• **DATASET CONTENT**
//! Data-driven locator rules: for each platform, an ordered rule list per
//! canonical field plus the table extractors that run after them.
//! Adding a platform means adding rows here, not new control flow.

use std::collections::HashMap;
use std::sync::LazyLock;

use regex::Regex;
use scraper::{ElementRef, Html, Node, Selector};

use super::tables::TableRule;
use crate::model::{Field, Platform};
use crate::session::dom::normalized_text;

/// One way of locating a field's value. Patterns are case-insensitive regexes.
#[derive(Debug, Clone, Copy)]
pub enum Rule {
    /// Text of the first element whose id matches.
    Id(&'static str),
    /// `href` of the first element whose id matches.
    IdHref(&'static str),
    /// Like `Id`, restricted to the first container whose class matches.
    IdIn {
        container: &'static str,
        id: &'static str,
    },
    /// Text of the first element whose class matches.
    Class(&'static str),
    /// Text matching a label; value is the rest of its parent, else the next sibling.
    Label(&'static str),
    /// Text matching a label; value is the element after the label's parent.
    LabelNext(&'static str),
    /// Text of the first `tag` element whose class matches.
    TagClass {
        tag: &'static str,
        class: &'static str,
    },
}

#[derive(Debug)]
pub(crate) enum Compiled {
    Id(Regex),
    IdHref(Regex),
    IdIn { container: Regex, id: Regex },
    Class(Regex),
    Label(Regex),
    LabelNext(Regex),
    TagClass { tag: &'static str, class: Regex },
}

pub(crate) fn ci(pattern: &str) -> Regex {
    Regex::new(&format!("(?i){}", pattern)).unwrap()
}

impl Rule {
    fn compile(&self) -> Compiled {
        match *self {
            Rule::Id(p) => Compiled::Id(ci(p)),
            Rule::IdHref(p) => Compiled::IdHref(ci(p)),
            Rule::IdIn { container, id } => Compiled::IdIn {
                container: ci(container),
                id: ci(id),
            },
            Rule::Class(p) => Compiled::Class(ci(p)),
            Rule::Label(p) => Compiled::Label(ci(p)),
            Rule::LabelNext(p) => Compiled::LabelNext(ci(p)),
            Rule::TagClass { tag, class } => Compiled::TagClass { tag, class: ci(class) },
        }
    }
}

static ID_SEL: LazyLock<Selector> = LazyLock::new(|| Selector::parse("[id]").unwrap());
static CLASS_SEL: LazyLock<Selector> = LazyLock::new(|| Selector::parse("[class]").unwrap());

const SKIPPED_TEXT_PARENTS: &[&str] = &["script", "style", "title", "noscript"];

fn non_empty(s: String) -> Option<String> {
    let t = s.trim();
    (!t.is_empty()).then(|| t.to_string())
}

/// Elements under `scope` (document order) whose id matches.
pub(crate) fn by_id<'a>(scope: ElementRef<'a>, re: &Regex) -> impl Iterator<Item = ElementRef<'a>> + 'a {
    let re = re.clone();
    scope
        .select(&ID_SEL)
        .filter(move |el| el.value().id().map(|id| re.is_match(id)).unwrap_or(false))
}

pub(crate) fn by_class<'a>(scope: ElementRef<'a>, re: &Regex) -> impl Iterator<Item = ElementRef<'a>> + 'a {
    let re = re.clone();
    scope.select(&CLASS_SEL).filter(move |el| {
        el.value()
            .attr("class")
            .map(|c| re.is_match(c))
            .unwrap_or(false)
    })
}

/// Parent element of the first text node matching `re`.
pub(crate) fn label_parent<'a>(scope: ElementRef<'a>, re: &Regex) -> Option<ElementRef<'a>> {
    scope.descendants().find_map(|node| {
        let Node::Text(text) = node.value() else {
            return None;
        };
        if !re.is_match(text) {
            return None;
        }
        let parent = node.parent().and_then(ElementRef::wrap)?;
        if SKIPPED_TEXT_PARENTS.contains(&parent.value().name()) {
            return None;
        }
        Some(parent)
    })
}

fn next_element<'a>(el: ElementRef<'a>) -> Option<ElementRef<'a>> {
    el.next_siblings().find_map(ElementRef::wrap)
}

impl Compiled {
    pub(crate) fn apply(&self, doc: &Html) -> Option<String> {
        let root = doc.root_element();
        match self {
            Compiled::Id(re) => by_id(root, re).find_map(|el| non_empty(normalized_text(el))),
            Compiled::IdHref(re) => by_id(root, re)
                .find_map(|el| el.value().attr("href").map(str::to_string).and_then(non_empty)),
            Compiled::IdIn { container, id } => {
                let scope = by_class(root, container).next()?;
                by_id(scope, id).find_map(|el| non_empty(normalized_text(el)))
            }
            Compiled::Class(re) => by_class(root, re).find_map(|el| non_empty(normalized_text(el))),
            Compiled::Label(re) => {
                let parent = label_parent(root, re)?;
                let whole = normalized_text(parent);
                let rest = re.find(&whole).map(|m| &whole[m.end()..]).unwrap_or("");
                let rest = rest.trim_matches(|c: char| c == ':' || c.is_whitespace());
                non_empty(rest.to_string())
                    .or_else(|| next_element(parent).and_then(|n| non_empty(normalized_text(n))))
            }
            Compiled::LabelNext(re) => {
                let parent = label_parent(root, re)?;
                next_element(parent).and_then(|n| non_empty(normalized_text(n)))
            }
            Compiled::TagClass { tag, class } => by_class(root, class)
                .filter(|el| el.value().name().eq_ignore_ascii_case(tag))
                .find_map(|el| non_empty(normalized_text(el))),
        }
    }
}

pub struct Profile {
    pub(crate) fields: Vec<(Field, Vec<Compiled>)>,
    pub tables: &'static [TableRule],
}

// ── Rule tables ──

const INFO: &str = "tabular-data-two-column";

const SCHNEIDER_RULES: &[(Field, &[Rule])] = &[
    (
        Field::ParcelId,
        &[
            Rule::IdIn { container: INFO, id: "_lblParcelID" },
            Rule::Id("lblParcelID"),
            Rule::Id("ParcelNumber"),
            Rule::Label(r"^\s*Parcel (ID|Number)\s*:?\s*$"),
        ],
    ),
    (
        Field::Owner,
        &[
            Rule::Id("ctlBodyPane_ctl01_ctl00_lblName"),
            Rule::Id("_lblOwner|OwnerName"),
            Rule::Id("lnkOwnerName"),
        ],
    ),
    (
        Field::SiteAddress,
        &[
            Rule::IdHref("InfoPane2_lnkWebsite"),
            Rule::Id("_lblSiteAddress|_lblLocationAddress|_lblPropertyAddress"),
        ],
    ),
    (
        Field::MailingAddress,
        &[Rule::IdIn { container: INFO, id: "_lblMailingAddress" }, Rule::Id("MailingAddress")],
    ),
    (
        Field::LegalDescription,
        &[
            Rule::IdIn { container: INFO, id: "_lblLegalDescription" },
            Rule::Id("LegalDescription"),
        ],
    ),
    (
        Field::PropertyTaxAccount,
        &[Rule::IdIn { container: INFO, id: "_lblPropertyID" }, Rule::Id("_lblPropertyID")],
    ),
    (
        Field::PropertyType,
        &[
            Rule::IdIn { container: INFO, id: "_lblPropertyType|_lblUseCode" },
            Rule::Id("_lblPropertyClass|_lblClass"),
        ],
    ),
    (
        Field::BuildingSqft,
        &[Rule::IdIn { container: INFO, id: "_lblSquareFeet|_lblLivingArea" }],
    ),
    (Field::YearBuilt, &[Rule::IdIn { container: INFO, id: "_lblYearBuilt" }, Rule::Id("_lblYearBuilt")]),
    (Field::Bedrooms, &[Rule::IdIn { container: INFO, id: "_lblBedrooms" }]),
    (Field::Bathrooms, &[Rule::IdIn { container: INFO, id: "_lblBathrooms" }]),
    (Field::LotSize, &[Rule::IdIn { container: INFO, id: "_lblLotSize|_lblAcres" }]),
    (Field::Zoning, &[Rule::IdIn { container: INFO, id: "_lblZoning" }]),
];

const QPUBLIC_TABLES: &[TableRule] = &[
    TableRule::DueTotals {
        table_id: "_grdValuation|_grdTax",
        row_class: "double-total-line",
        value_class: "value-column",
    },
    TableRule::MapLink { href: "map|gis" },
];

const BEACON_TABLES: &[TableRule] = &[
    TableRule::DueTotals {
        table_id: "_grdValuation|_grdTax",
        row_class: "double-total-line|total-row",
        value_class: "value-column",
    },
    TableRule::ValuationRows { table_id: "_grdValuation|_grdTax" },
    TableRule::LastSale { table_id: "_grdSales|_grdTransfer", min_cells: 3, deed: true },
    TableRule::Exemptions { table_id: "_grdExemption" },
    TableRule::Images { src: "property|parcel|building", container_class: None },
    TableRule::MapLink { href: "map|gis" },
];

const TYLER_RULES: &[(Field, &[Rule])] = &[
    (
        Field::ParcelId,
        &[
            Rule::Id("lblParcelID"),
            Rule::Id("ParcelNumber"),
            Rule::Id("PropertyID"),
            Rule::Id("ctlBodyPane.*ParcelID"),
        ],
    ),
    (Field::Owner, &[Rule::Id("lblOwner"), Rule::Id("OwnerName"), Rule::Id("ctlBodyPane.*Owner")]),
    (
        Field::SiteAddress,
        &[Rule::Id("lblSiteAddress"), Rule::Id("PropertyAddress"), Rule::Id("SitusAddress")],
    ),
    (Field::MailingAddress, &[Rule::Id("lblMailingAddress"), Rule::Id("MailingAddress")]),
    (
        Field::PropertyType,
        &[Rule::Id("lblPropertyType"), Rule::Id("PropertyClass"), Rule::Id("LandUse")],
    ),
    (Field::LandValue, &[Rule::Id("LandValue|AssessedLand")]),
    (Field::ImprovementValue, &[Rule::Id("ImprovementValue|AssessedImprovement")]),
    (Field::AssessedValue, &[Rule::Id("TotalValue|AssessedTotal|MarketValue")]),
    (Field::LegalDescription, &[Rule::Id("LegalDescription|Legal")]),
    (Field::BuildingSqft, &[Rule::Id("SquareFeet|LivingArea|BuildingArea")]),
    (Field::YearBuilt, &[Rule::Id("YearBuilt|ConstructionYear")]),
    (Field::Bedrooms, &[Rule::Id("Bedrooms|BedCount")]),
    (Field::Bathrooms, &[Rule::Id("Bathrooms|BathCount")]),
    (Field::LotSize, &[Rule::Id("LotSize|Acreage|LotAcres")]),
    (Field::Exemptions, &[Rule::Id("Exemption|Homestead")]),
];

const TYLER_TABLES: &[TableRule] = &[
    TableRule::TaxHistory { table_id: "Tax|Assessment" },
    TableRule::LastSale { table_id: "Sales|Transfer", min_cells: 2, deed: false },
    TableRule::Delinquency,
];

const BID4ASSETS_RULES: &[(Field, &[Rule])] = &[
    (Field::ParcelId, &[Rule::Label(r"Parcel|Tax ID")]),
    (Field::SiteAddress, &[Rule::Class("address|location")]),
    (Field::PropertyType, &[Rule::Label("Property Type")]),
    (Field::AssessedValue, &[Rule::Label("Assessed Value")]),
    (Field::LegalDescription, &[Rule::LabelNext("Legal Description")]),
    (Field::Owner, &[Rule::Label("Current Owner|Owner")]),
    (Field::RedemptionPeriod, &[Rule::Label("Redemption Period")]),
    (Field::AuctionType, &[Rule::Label("Sale Type|Auction Type")]),
    (Field::CurrentBid, &[Rule::Class("current-bid|high-bid")]),
    (Field::OpeningBid, &[Rule::Class("opening-bid|starting-bid")]),
    (Field::AuctionEndTime, &[Rule::Class("end-time|closes")]),
    (Field::PropertyTitle, &[Rule::TagClass { tag: "h1", class: "title|property-name" }]),
    (Field::NumberOfBids, &[Rule::Class("bid-count|number-of-bids")]),
    (Field::Seller, &[Rule::Label("Seller|Jurisdiction")]),
    (Field::Notes, &[Rule::TagClass { tag: "div", class: "notes|comments|description" }]),
];

const BID4ASSETS_TABLES: &[TableRule] = &[
    TableRule::DetailsTable { table_class: "details|specifications" },
    TableRule::TaxSection { container_id: "tax|assessment" },
    TableRule::Images { src: ".", container_class: Some("gallery|images") },
    TableRule::Documents,
];

fn compile(rules_by_field: &[(Field, &[Rule])], tables: &'static [TableRule]) -> Profile {
    Profile {
        fields: rules_by_field
            .iter()
            .map(|(field, rules)| (*field, rules.iter().map(Rule::compile).collect()))
            .collect(),
        tables,
    }
}

static PROFILES: LazyLock<HashMap<Platform, Profile>> = LazyLock::new(|| {
    let mut m = HashMap::new();
    m.insert(Platform::QPublic, compile(SCHNEIDER_RULES, QPUBLIC_TABLES));
    m.insert(Platform::Beacon, compile(SCHNEIDER_RULES, BEACON_TABLES));
    m.insert(Platform::Tyler, compile(TYLER_RULES, TYLER_TABLES));
    m.insert(Platform::Bid4Assets, compile(BID4ASSETS_RULES, BID4ASSETS_TABLES));
    m
});

pub fn profile(platform: Platform) -> &'static Profile {
    &PROFILES[&platform]
}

• **EXERCISE DESCRIPTION**
Counting only lines that contain the word "BuildingSqft", state how many appear in the entries, and add nothing.

• **EXERCISE RESPONSE**
2